===== Records for the exercise

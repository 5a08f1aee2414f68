use chrono::{Datelike, NaiveDate};

/// Calendar month (1-based) in which a service year starts.
pub const START_MONTH: u32 = 9;

/// Service year a date belongs to, named by the calendar year in which it ends.
///
/// September through December count toward the following year.
pub fn service_year_of(date: NaiveDate) -> i32 {
    if date.month() >= START_MONTH {
        date.year() + 1
    } else {
        date.year()
    }
}

/// The twelve `YYYY-MM` keys of a service year, September through August.
pub fn months_of_service_year(service_year: i32) -> Vec<String> {
    (0..12)
        .map(|i| {
            let month0 = START_MONTH - 1 + i;
            let year = service_year - 1 + (month0 / 12) as i32;
            format!("{:04}-{:02}", year, month0 % 12 + 1)
        })
        .collect()
}

/// Months elapsed in the service year up to and including the month of `date`.
/// September is 1, August is 12: the count starts at the first month of the
/// service year, not at August.
pub fn months_passed(date: NaiveDate) -> u32 {
    (date.month0() + 12 - (START_MONTH - 1)) % 12 + 1
}

/// First and last calendar day of a service year.
pub fn service_year_bounds(service_year: i32) -> (NaiveDate, NaiveDate) {
    // Both dates always exist.
    let first = NaiveDate::from_ymd_opt(service_year - 1, START_MONTH, 1).unwrap_or_default();
    let last = NaiveDate::from_ymd_opt(service_year, START_MONTH - 1, 31).unwrap_or_default();
    (first, last)
}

==========

(Problem requirements)
Every record above is to be transcribed exactly as written.

(Completed task)
repository 5a08f1aee2414f68
use chrono::{Datelike, NaiveDate};

/// Calendar month (1-based) in which a service year starts.
pub const START_MONTH: u32 = 9;

/// Service year a date belongs to, named by the calendar year in which it ends.
///
/// September through December count toward the following year.
pub fn service_year_of(date: NaiveDate) -> i32 {
    if date.month() >= START_MONTH {
        date.year() + 1
    } else {
        date.year()
    }
}

/// The twelve `YYYY-MM` keys of a service year, September through August.
pub fn months_of_service_year(service_year: i32) -> Vec<String> {
    (0..12)
        .map(|i| {
            let month0 = START_MONTH - 1 + i;
            let year = service_year - 1 + (month0 / 12) as i32;
            format!("{:04}-{:02}", year, month0 % 12 + 1)
        })
        .collect()
}

/// Months elapsed in the service year up to and including the month of `date`.
/// September is 1, August is 12: the count starts at the first month of the
/// service year, not at August.
pub fn months_passed(date: NaiveDate) -> u32 {
    (date.month0() + 12 - (START_MONTH - 1)) % 12 + 1
}

/// First and last calendar day of a service year.
pub fn service_year_bounds(service_year: i32) -> (NaiveDate, NaiveDate) {
    // Both dates always exist.
    let first = NaiveDate::from_ymd_opt(service_year - 1, START_MONTH, 1).unwrap_or_default();
    let last = NaiveDate::from_ymd_opt(service_year, START_MONTH - 1, 31).unwrap_or_default();
    (first, last)
}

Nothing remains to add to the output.